Now Main Street has “openings,” let’s say. The next thousand people – the ones on the weakest end of the objection scale – now find that their objections are no longer sufficient to force them to choose alternatives. So they swap from whatever alternatives they had previously been choosing back to Main Street. And Main Street fills right back up.

And as the same amount of traffic congestion can now bring more people up Main Street, there’s further incentive for people to do things like open restaurants on the far end of Main Street and get jobs on that end and so on, so the incentive to go up that way intensifies – enough to counteract the negative response when the traffic starts to worsen again. An equilibrium is always reached, and the equilibrium will always be a lot of traffic.
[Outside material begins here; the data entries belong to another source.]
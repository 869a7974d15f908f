use axum::{
    Json,
    extract::{Path, State},
    http::StatusCode,
};
use tower_sessions::Session;
use uuid::Uuid;

use crate::AppState;
use crate::auth::get_current_user;
use crate::constants::*;
use crate::models::{AddProjectMemberPayload, CreateProjectPayload, GetProjectsResponse, Project};
use crate::utils::{db_error, db_error_with_context, now_rfc3339, validate_string_length};

pub fn validate_project_name(name: &str) -> Result<(), (StatusCode, String)> {
    validate_string_length(name, "Project name", MAX_PROJECT_NAME_LENGTH)
}

fn extract_project_from_row(row: libsql::Row) -> Result<Project, (StatusCode, String)> {
    let id: String = row
        .get(0)
        .map_err(|_| db_error_with_context("invalid project data"))?;
    let name: String = row
        .get(1)
        .map_err(|_| db_error_with_context("invalid project data"))?;
    let owner_user_id: String = row
        .get(2)
        .map_err(|_| db_error_with_context("invalid project data"))?;
    let created_at: String = row
        .get(3)
        .map_err(|_| db_error_with_context("invalid project data"))?;

    Ok(Project {
        id,
        name,
        owner_user_id,
        created_at,
    })
}

pub async fn create_project(
    State(app_state): State<AppState>,
    session: Session,
    Json(payload): Json<CreateProjectPayload>,
) -> Result<(StatusCode, Json<Project>), (StatusCode, String)> {
    let user = get_current_user(&session).await?;
    validate_project_name(&payload.name)?;

    let project = Project {
        id: Uuid::new_v4().to_string(),
        name: payload.name.trim().to_string(),
        owner_user_id: user.id,
        created_at: now_rfc3339()?,
    };

    let conn = app_state.db.write().await;
    conn.execute(
        "INSERT INTO projects (id, name, owner_user_id, created_at) VALUES (?, ?, ?, ?)",
        (
            project.id.as_str(),
            project.name.as_str(),
            project.owner_user_id.as_str(),
            project.created_at.as_str(),
        ),
    )
    .await
    .map_err(|_| db_error_with_context("project creation failed"))?;

    Ok((StatusCode::CREATED, Json(project)))
}

pub async fn add_project_member(
    State(app_state): State<AppState>,
    session: Session,
    Path(project_id): Path<String>,
    Json(payload): Json<AddProjectMemberPayload>,
) -> Result<StatusCode, (StatusCode, String)> {
    let user = get_current_user(&session).await?;

    let conn = app_state.db.write().await;

    let mut rows = conn
        .query(
            "SELECT owner_user_id FROM projects WHERE id = ?",
            [project_id.as_str()],
        )
        .await
        .map_err(|_| db_error_with_context("failed to query project"))?;

    let owner_user_id: String = match rows.next().await.map_err(|_| db_error())? {
        Some(row) => row.get(0).map_err(|_| db_error())?,
        None => return Err((StatusCode::NOT_FOUND, "Project not found".to_string())),
    };

    // Only the owner manages membership
    if owner_user_id != user.id {
        return Err((
            StatusCode::FORBIDDEN,
            "Only the project owner can add members".to_string(),
        ));
    }

    if payload.user_id == owner_user_id {
        return Err((
            StatusCode::BAD_REQUEST,
            "Owner is already part of the project".to_string(),
        ));
    }

    let mut user_rows = conn
        .query("SELECT id FROM users WHERE id = ?", [payload.user_id.as_str()])
        .await
        .map_err(|_| db_error_with_context("failed to query user"))?;

    if user_rows.next().await.map_err(|_| db_error())?.is_none() {
        return Err((StatusCode::NOT_FOUND, "User not found".to_string()));
    }

    let mut member_rows = conn
        .query(
            "SELECT user_id FROM project_members WHERE project_id = ? AND user_id = ?",
            (project_id.as_str(), payload.user_id.as_str()),
        )
        .await
        .map_err(|_| db_error_with_context("failed to query project members"))?;

    if member_rows.next().await.map_err(|_| db_error())?.is_some() {
        return Err((
            StatusCode::CONFLICT,
            "User is already a project member".to_string(),
        ));
    }

    let added_at = now_rfc3339()?;
    conn.execute(
        "INSERT INTO project_members (project_id, user_id, added_at) VALUES (?, ?, ?)",
        (
            project_id.as_str(),
            payload.user_id.as_str(),
            added_at.as_str(),
        ),
    )
    .await
    .map_err(|_| db_error_with_context("failed to add project member"))?;

    Ok(StatusCode::CREATED)
}

pub async fn list_projects(
    State(app_state): State<AppState>,
    session: Session,
) -> Result<(StatusCode, Json<GetProjectsResponse>), (StatusCode, String)> {
    let user = get_current_user(&session).await?;

    let conn = app_state.db.read().await;
    let mut rows = conn
        .query(
            "SELECT id, name, owner_user_id, created_at FROM projects WHERE owner_user_id = ? OR id IN (SELECT project_id FROM project_members WHERE user_id = ?) ORDER BY created_at DESC",
            (user.id.as_str(), user.id.as_str()),
        )
        .await
        .map_err(|_| db_error_with_context("failed to query projects"))?;

    let mut projects = Vec::new();
    while let Some(row) = rows.next().await.map_err(|_| db_error())? {
        projects.push(extract_project_from_row(row)?);
    }

    Ok((StatusCode::OK, Json(GetProjectsResponse { projects })))
}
There’s a lesson here, of course, well beyond just the lesson to civil engineers. The lesson is that whenever you see a problem that’s affecting a group of people, you need to understand that the group of people you see is only part of the overall situation. The problem itself is acting as a barrier to the people you don’t see – the potentials. That can work in your favor, if you want more people – if the congested checkout line at your store is preventing people from buying your stuff, then improving that line can make you more sales, even if the individual wait times don’t change.
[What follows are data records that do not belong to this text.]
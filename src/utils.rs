/// Row-major table backing the LCS dynamic program.
///
/// Cells are `u32` so that long documents can't overflow the running
/// subsequence length.
pub struct DPMatrix {
    pub n_rows: usize,
    pub n_cols: usize,
    data: Vec<u32>,
}

impl DPMatrix {
    pub fn new(n_rows: usize, n_cols: usize) -> Self {
        Self {
            data: vec![0; n_rows * n_cols],
            n_rows,
            n_cols,
        }
    }
    pub fn at(&self, i: usize, j: usize) -> u32 {
        self.data[i * self.n_cols + j]
    }
    pub fn set(&mut self, i: usize, j: usize, val: u32) {
        self.data[i * self.n_cols + j] = val;
    }
}

/// A whitespace-tokenized text. No case or punctuation normalization is
/// applied, so `"Fox"` and `"fox."` are distinct tokens.
#[derive(Debug, Clone, PartialEq)]
pub struct Sequence {
    pub text: String,
    pub word_vector: Vec<String>,
    pub n_words: usize,
}

impl Sequence {
    pub fn new(text: &str) -> Self {
        let word_vec = str_to_word_vec(text);
        let word_vec_len = word_vec.len();
        Sequence {
            text: text.to_string(),
            word_vector: word_vec,
            n_words: word_vec_len,
        }
    }

    pub fn is_empty(&self) -> bool {
        self.n_words == 0
    }

    pub fn bigrams(&self) -> Vec<String> {
        words_to_bigrams(&self.word_vector)
    }
}

pub fn str_to_word_vec(string: &str) -> Vec<String> {
    string.split_whitespace().map(|s| s.to_string()).collect()
}

/// Joins each pair of adjacent words with a single space.
/// Fewer than two words yield no bigrams.
pub fn words_to_bigrams(word_vec: &[String]) -> Vec<String> {
    word_vec
        .windows(2)
        .map(|pair| format!("{} {}", pair[0], pair[1]))
        .collect()
}
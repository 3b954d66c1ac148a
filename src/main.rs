use anyhow::{Context, Result};
use log::{info, warn};
use rougescore::dataset::{
    check_dataset_file, create_data_directory, read_dataset, write_json, EvalConfig,
};
use rougescore::score::{expand_pairs, get_results_from_batch};

#[tokio::main]
async fn main() -> Result<()> {
    env_logger::Builder::from_env(env_logger::Env::default().default_filter_or("info")).init();

    let config = EvalConfig::from_args(std::env::args().skip(1));
    create_data_directory(&config).context("Failed to create data directory")?;
    check_dataset_file(&config)?;

    info!("Reading dataset...");
    let entries = read_dataset(config.dataset_path()).with_context(|| {
        format!("Failed to read dataset {}", config.dataset_path().display())
    })?;
    let expanded = expand_pairs(&entries);
    info!(
        "Loaded {} entries, {} candidate/reference pairs",
        entries.len(),
        expanded.pairs.len()
    );

    info!("Calculating ROUGE scores...");
    let outcome = get_results_from_batch(expanded.pairs).await;
    if outcome.failures > 0 || expanded.skipped_entries > 0 {
        warn!(
            "Skipped {} pairs and {} dataset entries",
            outcome.failures, expanded.skipped_entries
        );
    }

    info!("Saving ROUGE scores...");
    let scores_path = config.scores_path();
    write_json(&scores_path, &outcome.records, config.indent)
        .with_context(|| format!("Failed to write {}", scores_path.display()))?;
    info!("ROUGE scores saved to {}", scores_path.display());

    Ok(())
}
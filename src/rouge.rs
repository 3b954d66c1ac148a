use crate::lcs::lcs_length;
use crate::overlap::overlap_count;
use crate::utils::Sequence;
use serde::{Deserialize, Serialize};

/// Precision, recall and f-measure for one ROUGE variant.
#[derive(Debug, Clone, Copy, Default, PartialEq, Serialize, Deserialize)]
pub struct RougeScore {
    pub precision: f64,
    pub recall: f64,
    #[serde(rename = "f-measure")]
    pub f_measure: f64,
}

impl From<RougeScore> for (f64, f64, f64) {
    fn from(score: RougeScore) -> Self {
        (score.precision, score.recall, score.f_measure)
    }
}

impl From<(f64, f64, f64)> for RougeScore {
    fn from((precision, recall, f_measure): (f64, f64, f64)) -> Self {
        RougeScore {
            precision,
            recall,
            f_measure,
        }
    }
}

pub fn precision_calculation(overlap_count: usize, candidate_count: usize) -> f64 {
    if candidate_count == 0 {
        return 0.0;
    }
    overlap_count as f64 / candidate_count as f64
}

pub fn recall_calculation(overlap_count: usize, reference_count: usize) -> f64 {
    if reference_count == 0 {
        return 0.0;
    }
    overlap_count as f64 / reference_count as f64
}

pub fn f_measure_calculation(precision: f64, recall: f64) -> f64 {
    if precision == 0.0 || recall == 0.0 {
        0.0
    } else {
        2.0 * precision * recall / (precision + recall)
    }
}

/// Turns an overlap count and the two side lengths into a score.
/// An empty side scores zero rather than dividing by zero.
pub fn rouge_calculation(
    overlap_count: usize,
    candidate_count: usize,
    reference_count: usize,
) -> RougeScore {
    let precision = precision_calculation(overlap_count, candidate_count);
    let recall = recall_calculation(overlap_count, reference_count);
    RougeScore {
        precision,
        recall,
        f_measure: f_measure_calculation(precision, recall),
    }
}

pub fn rouge1_seq(pred: &Sequence, gold: &Sequence) -> RougeScore {
    let overlap = overlap_count(&pred.word_vector, &gold.word_vector);
    rouge_calculation(overlap, pred.n_words, gold.n_words)
}

pub fn rouge2_seq(pred: &Sequence, gold: &Sequence) -> RougeScore {
    let pred_bigrams = pred.bigrams();
    let gold_bigrams = gold.bigrams();
    let overlap = overlap_count(&pred_bigrams, &gold_bigrams);
    rouge_calculation(overlap, pred_bigrams.len(), gold_bigrams.len())
}

pub fn rouge_l_seq(pred: &Sequence, gold: &Sequence) -> RougeScore {
    let lcs_len = lcs_length(&pred.word_vector, &gold.word_vector);
    rouge_calculation(lcs_len, pred.n_words, gold.n_words)
}

/// Unigram overlap between `candidate` and `reference`.
pub fn rouge1(candidate: &str, reference: &str) -> RougeScore {
    rouge1_seq(&Sequence::new(candidate), &Sequence::new(reference))
}

/// Bigram overlap between `candidate` and `reference`.
pub fn rouge2(candidate: &str, reference: &str) -> RougeScore {
    rouge2_seq(&Sequence::new(candidate), &Sequence::new(reference))
}

/// Longest-common-subsequence score between `candidate` and `reference`.
pub fn rouge_l(candidate: &str, reference: &str) -> RougeScore {
    rouge_l_seq(&Sequence::new(candidate), &Sequence::new(reference))
}

#[cfg(test)]
mod tests {
    use super::*;
    use proptest::prelude::*;

    const CANDIDATE: &str = "the quick brown fox jumps over the lazy dog";
    const REFERENCE: &str = "a fast brown dog jumps over a sleeping fox";

    fn close_enough(a: f64, b: f64, eps: f64) -> bool {
        (a - b).abs() < eps
    }

    fn all_zero(score: RougeScore) -> bool {
        score == RougeScore::default()
    }

    #[test]
    fn test_worked_example_rouge1() {
        let score = rouge1(CANDIDATE, REFERENCE);
        // brown, fox, jumps, over, dog -> 5 of 9 on both sides
        assert!(close_enough(score.precision, 5.0 / 9.0, 1e-9));
        assert!(close_enough(score.recall, 5.0 / 9.0, 1e-9));
        assert!(close_enough(score.f_measure, 5.0 / 9.0, 1e-9));
        assert!(close_enough(score.f_measure, 0.556, 1e-3));
    }

    #[test]
    fn test_worked_example_rouge2() {
        let score = rouge2(CANDIDATE, REFERENCE);
        // only "jumps over" is shared, 8 bigrams per side
        assert!(close_enough(score.precision, 0.125, 1e-9));
        assert!(close_enough(score.recall, 0.125, 1e-9));
        assert!(close_enough(score.f_measure, 0.125, 1e-9));
    }

    #[test]
    fn test_worked_example_rouge_l() {
        let score = rouge_l(CANDIDATE, REFERENCE);
        // LCS = brown jumps over
        assert!(close_enough(score.precision, 1.0 / 3.0, 1e-9));
        assert!(close_enough(score.recall, 1.0 / 3.0, 1e-9));
        assert!(close_enough(score.f_measure, 1.0 / 3.0, 1e-9));
    }

    #[test]
    fn test_rouge_l_partial_match() {
        let score = rouge_l("quick brown fox", "the quick brown fox");
        assert_eq!(score.precision, 1.0);
        assert_eq!(score.recall, 0.75);
        assert!(close_enough(score.f_measure, 0.8571, 0.01)); // LCS = 3, prec = 1.0, recall = 0.75 → F1 ≈ 0.857
    }

    #[test]
    fn test_rouge1_multiset_cap() {
        let score = rouge1("a a a", "a a");
        assert!(close_enough(score.precision, 2.0 / 3.0, 1e-9));
        assert_eq!(score.recall, 1.0);
    }

    #[test]
    fn test_rouge2_single_word_side() {
        // One word has no bigrams, so that side counts as empty
        assert!(all_zero(rouge2("hello", "hello world")));
        assert!(all_zero(rouge2("hello world", "hello")));
    }

    #[test]
    fn test_identity_scores_one() {
        let text = "the cat sat on the mat";
        for score in [rouge1(text, text), rouge2(text, text), rouge_l(text, text)] {
            assert_eq!(score, RougeScore::from((1.0, 1.0, 1.0)));
        }
    }

    #[test]
    fn test_disjoint_scores_zero() {
        let (pred, gold) = ("cats eat cheese", "dogs chase balls");
        assert!(all_zero(rouge1(pred, gold)));
        assert!(all_zero(rouge2(pred, gold)));
        assert!(all_zero(rouge_l(pred, gold)));
    }

    #[test]
    fn test_empty_inputs_score_zero() {
        for (pred, gold) in [("", "the cat sat"), ("the cat sat", ""), ("", ""), ("  ", "\t")] {
            assert!(all_zero(rouge1(pred, gold)));
            assert!(all_zero(rouge2(pred, gold)));
            assert!(all_zero(rouge_l(pred, gold)));
        }
    }

    #[test]
    fn test_rouge_calculation_zero_counts() {
        assert!(all_zero(rouge_calculation(0, 0, 0)));
        assert!(all_zero(rouge_calculation(0, 5, 0)));
        assert!(all_zero(rouge_calculation(0, 0, 5)));
        let score = rouge_calculation(2, 4, 0);
        assert_eq!(score.precision, 0.5);
        assert_eq!(score.recall, 0.0);
        assert_eq!(score.f_measure, 0.0);
    }

    #[test]
    fn test_f_measure_harmonic_mean() {
        assert!(close_enough(f_measure_calculation(1.0, 0.5), 2.0 / 3.0, 1e-12));
        assert_eq!(f_measure_calculation(0.0, 1.0), 0.0);
        assert_eq!(f_measure_calculation(1.0, 0.0), 0.0);
    }

    #[test]
    fn test_tuple_conversion() {
        let tuple: (f64, f64, f64) = rouge1("a b", "a c").into();
        assert_eq!(tuple, (0.5, 0.5, 0.5));
    }

    #[test]
    fn test_no_case_normalization() {
        assert!(all_zero(rouge1("The Cat", "the cat")));
    }

    proptest! {
        #[test]
        fn prop_scores_in_unit_interval(
            pred in proptest::collection::vec("[a-e]{1,2}", 1..15),
            gold in proptest::collection::vec("[a-e]{1,2}", 1..15),
        ) {
            let pred = pred.join(" ");
            let gold = gold.join(" ");
            for score in [rouge1(&pred, &gold), rouge2(&pred, &gold), rouge_l(&pred, &gold)] {
                for value in [score.precision, score.recall, score.f_measure] {
                    prop_assert!(value.is_finite());
                    prop_assert!((0.0..=1.0).contains(&value));
                }
            }
        }

        #[test]
        fn prop_rouge_l_never_exceeds_rouge1(
            pred in proptest::collection::vec("[a-e]", 1..15),
            gold in proptest::collection::vec("[a-e]", 1..15),
        ) {
            let pred = pred.join(" ");
            let gold = gold.join(" ");
            prop_assert!(rouge_l(&pred, &gold).recall <= rouge1(&pred, &gold).recall);
        }
    }
}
But it can also be a danger. If you think that you can reduce the wait time at your free health clinic by adding more doctors, you can’t – because the reduced wait times will entice more people to show up until the wait times reach their previous equilibrium. There’s theoretically a number of doctors – or traffic lanes, or anything else – that can’t be overwhelmed in this way, but in practice that number is so high as to be impossible. You could reduce wait times to zero at your health clinic if there was one doctor for every citizen in your city, but that seems as unlikely as finally making that 40-lane-wide highway that no number of cars can clog.

The trick here is not to try to solve all problems of congestion. It’s to optimize the equilibrium. There is no perfect solution, but you can balance the needs of movement against everything else. Unfortunately, that often means not building more roads – which people tend not to like. But they only don’t like it because they believe (incorrectly) that traffic is a result of there not being enough roads. The reality is that as long as there is something people want, someone will be in line ahead of you to get it.

Optimize your patience, choose your own best alternatives, and live your best life.